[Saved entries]
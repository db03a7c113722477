//! Vitrine CLI - inspect carts, discounts and addresses against mock data.
//!
//! # Usage
//!
//! ```bash
//! # Render the cart drawer from the bundled fixture
//! vitrine cart show
//!
//! # Apply quantity changes in order, then render
//! vitrine cart apply increase:p-1 decrease:p-2 remove:p-3
//!
//! # Render the order summary
//! vitrine summary
//!
//! # Compute the discount badge for a price pair
//! vitrine discount --price 799.90 --old-price 999.90
//!
//! # Validate an address
//! vitrine address validate --label Casa --street "Rua das Flores" --number 123 \
//!     --neighborhood Centro --city "João Monlevade" --state MG --zip 35930000
//!
//! # List states, or the cities of one state
//! vitrine address options --state MG
//! ```
//!
//! # Commands
//!
//! - `cart show` / `cart apply` - Cart drawer (or card) view
//! - `summary` - Order summary view
//! - `favorites` - Favorite cards
//! - `product` - Product detail view
//! - `discount` - Discount normalization
//! - `address validate` / `address options` - Address form helpers
//!
//! Output is JSON on stdout. Logs go to stderr; see `RUST_LOG` / `VITRINE_LOG`.

#![cfg_attr(not(test), forbid(unsafe_code))]

use std::path::PathBuf;

use clap::{Parser, Subcommand};
use rust_decimal::Decimal;
use tracing_subscriber::EnvFilter;
use tracing_subscriber::{layer::SubscriberExt, util::SubscriberInitExt};
use vitrine_storefront::StorefrontConfig;

mod commands;

#[derive(Parser)]
#[command(name = "vitrine")]
#[command(author, version, about = "Vitrine storefront tools")]
struct Cli {
    /// Fixture to load instead of `VITRINE_FIXTURE`
    #[arg(long, global = true)]
    fixture: Option<PathBuf>,

    #[command(subcommand)]
    command: Commands,
}

#[derive(Subcommand)]
enum Commands {
    /// Inspect the cart
    Cart {
        #[command(subcommand)]
        action: CartCommand,
    },
    /// Render the order summary
    Summary,
    /// Render the favorite cards
    Favorites,
    /// Render the product detail page
    Product,
    /// Normalize a discount
    Discount {
        /// Current price
        #[arg(long)]
        price: Decimal,

        /// Price before the markdown
        #[arg(long)]
        old_price: Option<Decimal>,

        /// Explicit discount, as a fraction (0.15) or percentage (15)
        #[arg(long)]
        discount: Option<Decimal>,
    },
    /// Address form helpers
    Address {
        #[command(subcommand)]
        action: AddressCommand,
    },
}

#[derive(Subcommand)]
enum CartCommand {
    /// Render the cart as mounted
    Show {
        /// Render the compact card instead of the drawer
        #[arg(long)]
        card: bool,
    },
    /// Apply `increase:<id>`, `decrease:<id>` or `remove:<id>` actions in order
    Apply {
        #[arg(required = true)]
        actions: Vec<String>,
    },
}

#[derive(Subcommand)]
enum AddressCommand {
    /// Validate address fields
    Validate(commands::address::AddressArgs),
    /// List state options, or city options for a state
    Options {
        /// Two-letter state code
        #[arg(long)]
        state: Option<String>,
    },
}

fn main() {
    let config = StorefrontConfig::from_env();

    // RUST_LOG wins; otherwise VITRINE_LOG, otherwise info
    let default_filter = config
        .as_ref()
        .map_or("info", |config| config.log_filter.as_str());
    let env_filter =
        EnvFilter::try_from_default_env().unwrap_or_else(|_| EnvFilter::new(default_filter));

    tracing_subscriber::registry()
        .with(env_filter)
        .with(tracing_subscriber::fmt::layer().with_writer(std::io::stderr))
        .init();

    let cli = Cli::parse();

    let result: Result<(), Box<dyn std::error::Error>> =
        config.map_err(Into::into).and_then(|config| run(cli, config));

    if let Err(e) = result {
        tracing::error!("Command failed: {e}");
        std::process::exit(1);
    }
}

fn run(cli: Cli, mut config: StorefrontConfig) -> Result<(), Box<dyn std::error::Error>> {
    if let Some(path) = cli.fixture {
        config.fixture_path = path;
    }

    match cli.command {
        Commands::Cart { action } => match action {
            CartCommand::Show { card } => commands::cart::show(&config, card)?,
            CartCommand::Apply { actions } => commands::cart::apply(&config, &actions)?,
        },
        Commands::Summary => commands::cart::summary(&config)?,
        Commands::Favorites => commands::catalog::favorites(&config)?,
        Commands::Product => commands::catalog::product(&config)?,
        Commands::Discount {
            price,
            old_price,
            discount,
        } => commands::discount::run(&config, price, old_price, discount)?,
        Commands::Address { action } => match action {
            AddressCommand::Validate(args) => commands::address::validate(args)?,
            AddressCommand::Options { state } => commands::address::options(state.as_deref())?,
        },
    }
    Ok(())
}
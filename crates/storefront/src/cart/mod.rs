//! Line-item reconciliation engine.
//!
//! One canonical engine shared by every cart-like surface:
//!
//! - [`dedup`] collapses repeated product IDs (last write wins, first position kept)
//! - [`reducer`] applies increase/decrease/remove actions with a quantity floor of one
//! - [`totals`] derives line subtotals and the grand total
//! - [`store`] owns the seed snapshot and the working copy, and notifies subscribers
//!
//! Data flows one way: seed list → dedup → reducer actions → totals → surfaces.

pub mod dedup;
pub mod reducer;
pub mod store;
pub mod totals;

pub use dedup::deduplicate;
pub use reducer::{CartAction, ParseActionError, apply};
pub use store::{CartSnapshot, CartSubscriber, LineItemStore, SubscriptionId};
pub use totals::{CartTotals, LineTotal, calculate};
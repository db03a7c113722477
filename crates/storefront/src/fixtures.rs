//! Mock catalog data standing in for a backend.
//!
//! A fixture is a YAML or JSON document (picked by file extension) holding the
//! lists every surface is mounted with.

use std::fs;
use std::path::{Path, PathBuf};

use serde::{Deserialize, Serialize};
use thiserror::Error;
use tracing::{debug, instrument};
use vitrine_core::{Address, FavoriteItem, LineItem, Product};

/// Errors raised while loading a fixture.
#[derive(Debug, Error)]
pub enum FixtureError {
    #[error("Failed to read fixture {path}: {source}")]
    Io {
        path: PathBuf,
        #[source]
        source: std::io::Error,
    },

    #[error("Invalid YAML fixture: {0}")]
    Yaml(#[from] serde_yaml::Error),

    #[error("Invalid JSON fixture: {0}")]
    Json(#[from] serde_json::Error),

    #[error("Unsupported fixture format '{0}' (expected .yaml, .yml or .json)")]
    UnsupportedExtension(String),
}

/// Everything the surfaces can be mounted with.
#[derive(Debug, Clone, Default, PartialEq, Eq, Serialize, Deserialize)]
#[serde(default)]
pub struct CatalogFixture {
    /// Cart drawer and cart card contents.
    pub cart: Vec<LineItem>,
    /// Order summary contents.
    pub order_summary: Vec<LineItem>,
    pub favorites: Vec<FavoriteItem>,
    /// Product shown on the detail page.
    pub product: Option<Product>,
    pub addresses: Vec<Address>,
}

impl CatalogFixture {
    /// Load a fixture from disk.
    ///
    /// # Errors
    ///
    /// Returns an error if the file cannot be read, has an unknown extension,
    /// or does not parse.
    #[instrument(skip(path), fields(path = %path.as_ref().display()))]
    pub fn load(path: impl AsRef<Path>) -> Result<Self, FixtureError> {
        let path = path.as_ref();
        let extension = path
            .extension()
            .and_then(|ext| ext.to_str())
            .unwrap_or_default()
            .to_ascii_lowercase();

        let parse: fn(&str) -> Result<Self, FixtureError> = match extension.as_str() {
            "yaml" | "yml" => Self::from_yaml,
            "json" => Self::from_json,
            other => return Err(FixtureError::UnsupportedExtension(other.to_string())),
        };

        let contents = fs::read_to_string(path).map_err(|source| FixtureError::Io {
            path: path.to_path_buf(),
            source,
        })?;
        let fixture = parse(&contents)?;

        debug!(
            cart = fixture.cart.len(),
            favorites = fixture.favorites.len(),
            addresses = fixture.addresses.len(),
            "fixture loaded"
        );
        Ok(fixture)
    }

    /// Parse a YAML document.
    ///
    /// # Errors
    ///
    /// Returns an error if the document does not describe a catalog.
    pub fn from_yaml(contents: &str) -> Result<Self, FixtureError> {
        Ok(serde_yaml::from_str(contents)?)
    }

    /// Parse a JSON document.
    ///
    /// # Errors
    ///
    /// Returns an error if the document does not describe a catalog.
    pub fn from_json(contents: &str) -> Result<Self, FixtureError> {
        Ok(serde_json::from_str(contents)?)
    }
}
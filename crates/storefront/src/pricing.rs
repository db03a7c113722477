//! Discount normalization for the product detail page.
//!
//! A product can carry an explicit discount, written either as a fraction
//! (`0.15`) or as a percentage (`15`), and/or an old price. Both collapse into
//! one whole-number percentage for the badge.
//!
//! The value `1` is ambiguous: it could mean "1%" or "a fraction of 1.0". It
//! is read as a fraction, so `discount = 1` shows as 100%.

use core::fmt;

use rust_decimal::prelude::ToPrimitive;
use rust_decimal::{Decimal, RoundingStrategy};
use serde::Serialize;
use vitrine_core::{Money, Product};

/// A whole-number discount between 1 and 100 percent.
#[derive(Debug, Clone, Copy, PartialEq, Eq, PartialOrd, Ord, Hash, Serialize)]
#[serde(transparent)]
pub struct DiscountPercent(u8);

impl DiscountPercent {
    /// Wrap a rounded percentage, rejecting 0 and anything above 100.
    #[must_use]
    pub const fn new(percent: u8) -> Option<Self> {
        if percent == 0 || percent > 100 {
            None
        } else {
            Some(Self(percent))
        }
    }

    #[must_use]
    pub const fn get(self) -> u8 {
        self.0
    }

    /// Badge text, e.g. `-15% OFF`.
    #[must_use]
    pub fn badge(self) -> String {
        format!("-{self} OFF")
    }

    fn from_decimal(percent: Decimal) -> Option<Self> {
        percent
            .round_dp_with_strategy(0, RoundingStrategy::MidpointAwayFromZero)
            .to_u8()
            .and_then(Self::new)
    }
}

impl fmt::Display for DiscountPercent {
    fn fmt(&self, f: &mut fmt::Formatter<'_>) -> fmt::Result {
        write!(f, "{}%", self.0)
    }
}

/// Normalize an explicit discount value.
///
/// Values in `(0, 1]` are fractions and are scaled by 100; values in
/// `(1, 100]` are already percentages. Anything else is ignored.
#[must_use]
pub fn normalize_explicit(discount: Decimal) -> Option<DiscountPercent> {
    let hundred = Decimal::ONE_HUNDRED;
    if discount > Decimal::ZERO && discount <= Decimal::ONE {
        DiscountPercent::from_decimal(discount * hundred)
    } else if discount > Decimal::ONE && discount <= hundred {
        DiscountPercent::from_decimal(discount)
    } else {
        None
    }
}

/// Derive a discount from the markdown between `old_price` and `price`.
#[must_use]
pub fn derive_from_prices(price: &Money, old_price: &Money) -> Option<DiscountPercent> {
    let (now, before) = (price.amount(), old_price.amount());
    if before <= now || before.is_zero() {
        return None;
    }
    let ratio = (before - now).checked_div(before)?;
    DiscountPercent::from_decimal(ratio * Decimal::ONE_HUNDRED)
}

/// The single discount to display for a product, if any.
///
/// An explicit discount always decides, even when it is out of range and
/// shows nothing. The old price is only used when no discount is set.
#[must_use]
pub fn discount_for(product: &Product) -> Option<DiscountPercent> {
    resolve(product.discount, &product.price, product.old_price.as_ref())
}

/// Same as [`discount_for`], over loose values.
#[must_use]
pub fn resolve(
    discount: Option<Decimal>,
    price: &Money,
    old_price: Option<&Money>,
) -> Option<DiscountPercent> {
    match discount {
        Some(explicit) => normalize_explicit(explicit),
        None => old_price.and_then(|old| derive_from_prices(price, old)),
    }
}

_Instructions for the task:_ From the records above, copy every line that includes the word "into".

_Task answer:_
        config.map_err(Into::into).and_then(|config| run(cli, config));
//! (`0.15`) or as a percentage (`15`), and/or an old price. Both collapse into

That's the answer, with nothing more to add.